Out-of-equilibrium pH transients in the guinea-pig ventricular myocyte.

Abstract

1. Following an intracellular alkali load (imposed by acetate prepulsing in CO2/HCO3- buffer), intracellular pH (pHi) of the guinea-pig ventricular myocyte (recorded from intracellular SNARF fluorescence) recovers to control levels. Recovery has two phases. An initial rapid phase (lasting up to 2 min) is followed by a later slow phase (several minutes). Inhibition of sarcolemmal acid-loading carriers (by removal of extracellular Cl-) inhibits the later, slow phase but the initial rapid recovery phase persists. It also persists in the absence of extracellular Na+ and in the presence of the HCO3- transport inhibitor DIDS (4,4-di-isothiocyanatostilbene-2, 2-disulphonic acid). 2. The rapid recovery phase is not evident if the alkali load has been induced by reducing PCO2 (from 10 to 5 %), and it is inhibited in the absence of CO2/HCO3- buffer (i.e. Hepes buffer). It is also slowed by the carbonic anhydrase (CA) inhibitor acetazolamide (ATZ). We conclude that it is caused by buffering of the alkali load through the hydration of intracellular CO2 (CO2-dependent buffering). 3. The time course of rapid recovery is consistent with an intracellular CO2 hydration rate constant (k1) of 0.36 s-1 in the presence of CA activity, and 0.14 s-1 in the absence of CA activity. This latter k1 value matches the literature value for uncatalysed CO2 hydration in free solution. Natural CO2 hydration is accelerated 2.6-fold in the ventricular myocyte by endogenous CA. 4. The rapid recovery phase represents a period when the intracellular CO2/HCO3- buffer is out of equilibrium (OOE).

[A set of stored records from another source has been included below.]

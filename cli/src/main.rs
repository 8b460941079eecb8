use std::fs;
use std::path::{Path, PathBuf};
use std::time::Duration;

use clap::{ArgAction, Args, Parser, Subcommand};
use gblibx_exec::RunCmd;
use gblibx_http::{HttpClient, JsonMap};
use gblibx_logging::{LogConfig, LogHandle, LogLevel};
use tracing::{debug, info};
use gblibx_yaap::{ParseOutcome, ParseReport, Surface};

/// Exit status for command lines rejected by a surface.
const USAGE_ERROR_EXIT: i32 = 2;

#[derive(Debug, Parser)]
#[command(name = "gbx", version)]
#[command(about = "Option parsing, process running, HTTP and logging utilities")]
struct Cli {
    /// Raise log verbosity (-d info, -dd debug, -ddd trace).
    #[arg(short = 'd', long = "debug", action = ArgAction::Count, global = true)]
    debug: u8,
    /// YAML logging configuration.
    #[arg(long, global = true)]
    log_config: Option<PathBuf>,
    /// Also write log lines to this file (truncated).
    #[arg(long, global = true)]
    log_file: Option<PathBuf>,
    #[command(subcommand)]
    command: Command,
}

#[derive(Debug, Subcommand)]
enum Command {
    /// Run a command, streaming its output, and exit with its status.
    Run(RunArgs),
    /// Parse an argument vector against a surface file and print the result as JSON.
    Parse(ParseArgs),
    /// Parse like a program built from the surface: help, missing arguments
    /// and usage errors print to stderr and exit 1.
    Check(ParseArgs),
    /// Print the usage text of a surface file.
    Usage(UsageArgs),
    /// GET a JSON resource and print it.
    Get(GetArgs),
    /// POST a JSON body and print the response.
    Post(PostArgs),
}

#[derive(Debug, Args)]
struct RunArgs {
    /// Pass the command line to /bin/sh -c.
    #[arg(long)]
    shell: bool,
    /// Kill the command after this many milliseconds.
    #[arg(long)]
    timeout_ms: Option<u64>,
    /// Program and arguments.
    #[arg(required = true, trailing_var_arg = true, allow_hyphen_values = true)]
    command: Vec<String>,
}

#[derive(Debug, Args)]
struct ParseArgs {
    /// Surface definition (YAML, or JSON with a .json extension).
    #[arg(long)]
    surface: PathBuf,
    /// Accept an empty argument vector.
    #[arg(long)]
    allow_empty: bool,
    /// Arguments to parse, after `--`.
    #[arg(last = true)]
    argv: Vec<String>,
}

#[derive(Debug, Args)]
struct UsageArgs {
    /// Surface definition (YAML, or JSON with a .json extension).
    #[arg(long)]
    surface: PathBuf,
    /// Print every group's option descriptions.
    #[arg(long)]
    detailed: bool,
}

#[derive(Debug, Args)]
struct GetArgs {
    url: String,
    /// Query parameters as key=value.
    params: Vec<String>,
}

#[derive(Debug, Args)]
struct PostArgs {
    url: String,
    /// JSON body.
    #[arg(long, default_value = "{}")]
    data: String,
    /// Attempts while the server cannot be reached.
    #[arg(long)]
    retries: Option<u32>,
    /// Seconds between attempts.
    #[arg(long, default_value_t = 5)]
    retry_delay_secs: u64,
}

fn main() {
    let cli = Cli::parse();

    let handle = match setup_logging(&cli) {
        Ok(handle) => handle,
        Err(err) => {
            eprintln!("error: {err}");
            std::process::exit(1);
        }
    };

    let result = match cli.command {
        Command::Run(args) => run_run(args),
        Command::Parse(args) => run_parse(args),
        Command::Check(args) => run_check(args),
        Command::Usage(args) => run_usage(args),
        Command::Get(args) => run_get(args),
        Command::Post(args) => run_post(args),
    };

    debug!(
        elapsed = %gblibx_logging::format_hhmmss(handle.elapsed()),
        warnings = handle.count(LogLevel::Warn),
        errors = handle.count(LogLevel::Error),
        "done"
    );

    match result {
        Ok(0) => {}
        Ok(code) => std::process::exit(code),
        Err(err) => {
            eprintln!("error: {err}");
            std::process::exit(1);
        }
    }
}

fn setup_logging(cli: &Cli) -> Result<LogHandle, String> {
    let mut config = match &cli.log_config {
        Some(path) => LogConfig::load(path).map_err(|e| e.to_string())?,
        None => LogConfig::default().with_level(LogLevel::from_verbosity(0)),
    };
    if cli.debug > 0 {
        config.level = LogLevel::from_verbosity(cli.debug);
    }
    if let Some(path) = &cli.log_file {
        config = config.with_file(path, false);
    }
    gblibx_logging::init(&config).map_err(|e| e.to_string())
}

fn run_run(args: RunArgs) -> Result<i32, String> {
    let mut cmd = if args.shell {
        RunCmd::shell(&args.command.join(" "))
    } else {
        RunCmd::new(args.command)
    };
    if let Some(ms) = args.timeout_ms {
        cmd = cmd.timeout(Duration::from_millis(ms));
    }
    let command_line = cmd.command_line();
    info!(command = %command_line, "running");

    let status = cmd
        .stdout(|line| println!("{line}"))
        .stderr(|line| eprintln!("{line}"))
        .run()
        .map_err(|e| e.to_string())?;
    info!(command = %command_line, code = status.exit_code(), "finished");
    Ok(status.exit_code())
}

fn run_parse(args: ParseArgs) -> Result<i32, String> {
    let surface = load_surface(&args.surface)?;
    let mut parser = surface
        .build()
        .map_err(|e| format!("Invalid surface '{}': {e}", args.surface.display()))?;

    let result = parser.parse_args(args.argv, !args.allow_empty);
    let report = ParseReport::from_parser(&parser, &result);
    let json = report
        .to_json()
        .map_err(|e| format!("JSON serialization failed: {e}"))?;
    println!("{json}");

    Ok(match result {
        Ok(ParseOutcome::Parsed) | Ok(ParseOutcome::Help(_)) => 0,
        Ok(ParseOutcome::MissingArguments(_)) | Err(_) => USAGE_ERROR_EXIT,
    })
}

fn run_check(args: ParseArgs) -> Result<i32, String> {
    let surface = load_surface(&args.surface)?;
    let mut parser = surface
        .build()
        .map_err(|e| format!("Invalid surface '{}': {e}", args.surface.display()))?;

    parser.parse_or_exit(args.argv, !args.allow_empty);
    let report = ParseReport::from_parser(&parser, &Ok(ParseOutcome::Parsed));
    let json = report
        .to_json()
        .map_err(|e| format!("JSON serialization failed: {e}"))?;
    println!("{json}");
    Ok(0)
}

fn run_usage(args: UsageArgs) -> Result<i32, String> {
    let surface = load_surface(&args.surface)?;
    let parser = surface
        .build()
        .map_err(|e| format!("Invalid surface '{}': {e}", args.surface.display()))?;
    if args.detailed {
        print!("{}", parser.detailed_usage());
    } else {
        print!("{}", parser.short_usage());
    }
    Ok(0)
}

fn run_get(args: GetArgs) -> Result<i32, String> {
    let client = HttpClient::new().map_err(|e| e.to_string())?;
    let params: Vec<&str> = args.params.iter().map(String::as_str).collect();
    let response = client
        .get_key_values(&args.url, &params)
        .map_err(|e| e.to_string())?;
    print_json(&response)
}

fn run_post(args: PostArgs) -> Result<i32, String> {
    let body: serde_json::Value = serde_json::from_str(&args.data)
        .map_err(|e| format!("Invalid --data JSON: {e}"))?;
    let mut client = HttpClient::new().map_err(|e| e.to_string())?;
    if let Some(retries) = args.retries {
        client = client.with_post_retry(retries, Duration::from_secs(args.retry_delay_secs));
    }
    info!(url = %args.url, "posting");
    let response = client
        .post_json(&args.url, &body)
        .map_err(|e| e.to_string())?;
    print_json(&response)
}

fn print_json(map: &JsonMap) -> Result<i32, String> {
    let json = serde_json::to_string_pretty(map)
        .map_err(|e| format!("JSON serialization failed: {e}"))?;
    println!("{json}");
    Ok(0)
}

fn load_surface(path: &Path) -> Result<Surface, String> {
    let raw = fs::read_to_string(path)
        .map_err(|err| format!("Failed to read '{}': {err}", path.display()))?;
    if is_json(path) {
        Surface::from_json(&raw)
            .map_err(|err| format!("Failed to parse '{}': {err}", path.display()))
    } else {
        serde_yaml::from_str(&raw)
            .map_err(|err| format!("Failed to parse '{}': {err}", path.display()))
    }
}

fn is_json(path: &Path) -> bool {
    path.extension()
        .is_some_and(|ext| ext.eq_ignore_ascii_case("json"))
}

#[cfg(test)]
mod tests {
    use super::*;

    #[test]
    fn test_cli_definition_is_consistent() {
        use clap::CommandFactory;
        Cli::command().debug_assert();
    }

    #[test]
    fn test_is_json_by_extension() {
        assert!(is_json(Path::new("surface.json")));
        assert!(is_json(Path::new("SURFACE.JSON")));
        assert!(!is_json(Path::new("surface.yaml")));
        assert!(!is_json(Path::new("surface")));
    }

    #[test]
    fn test_run_args_keep_hyphenated_arguments() {
        let cli = Cli::try_parse_from(["gbx", "-dd", "run", "--timeout-ms", "5", "ls", "-l", "/"])
            .unwrap();
        assert_eq!(cli.debug, 2);
        let Command::Run(args) = cli.command else {
            panic!("expected run");
        };
        assert_eq!(args.timeout_ms, Some(5));
        assert_eq!(args.command, vec!["ls", "-l", "/"]);
    }

    #[test]
    fn test_http_args() {
        let cli = Cli::try_parse_from(["gbx", "get", "http://h/x", "a=1", "b=2"]).unwrap();
        let Command::Get(args) = cli.command else {
            panic!("expected get");
        };
        assert_eq!(args.params, vec!["a=1", "b=2"]);

        let cli = Cli::try_parse_from(["gbx", "post", "http://h/x", "--retries", "2"]).unwrap();
        let Command::Post(args) = cli.command else {
            panic!("expected post");
        };
        assert_eq!(args.data, "{}");
        assert_eq!(args.retries, Some(2));
        assert_eq!(args.retry_delay_secs, 5);
    }

    #[test]
    fn test_parse_args_after_double_dash() {
        let cli = Cli::try_parse_from(["gbx", "parse", "--surface", "s.yaml", "--", "-n", "x"])
            .unwrap();
        let Command::Parse(args) = cli.command else {
            panic!("expected parse");
        };
        assert_eq!(args.surface, PathBuf::from("s.yaml"));
        assert_eq!(args.argv, vec!["-n", "x"]);
    }
}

Modelling of the recovery phase using our k1 value, indicates that OOE conditions will normally extend for at least 2 min following a step rise in pHi (at constant PCO2). If CA is inactive, this period can be as long as 5 min. During normal pHi regulation, the recovery rate during these periods cannot be used as a measure of sarcolemmal acid loading since it is a mixture of slow CO2-dependent buffering and transmembrane acid loading. The implication of this finding for quantification of pHi regulation during alkalosis is discussed.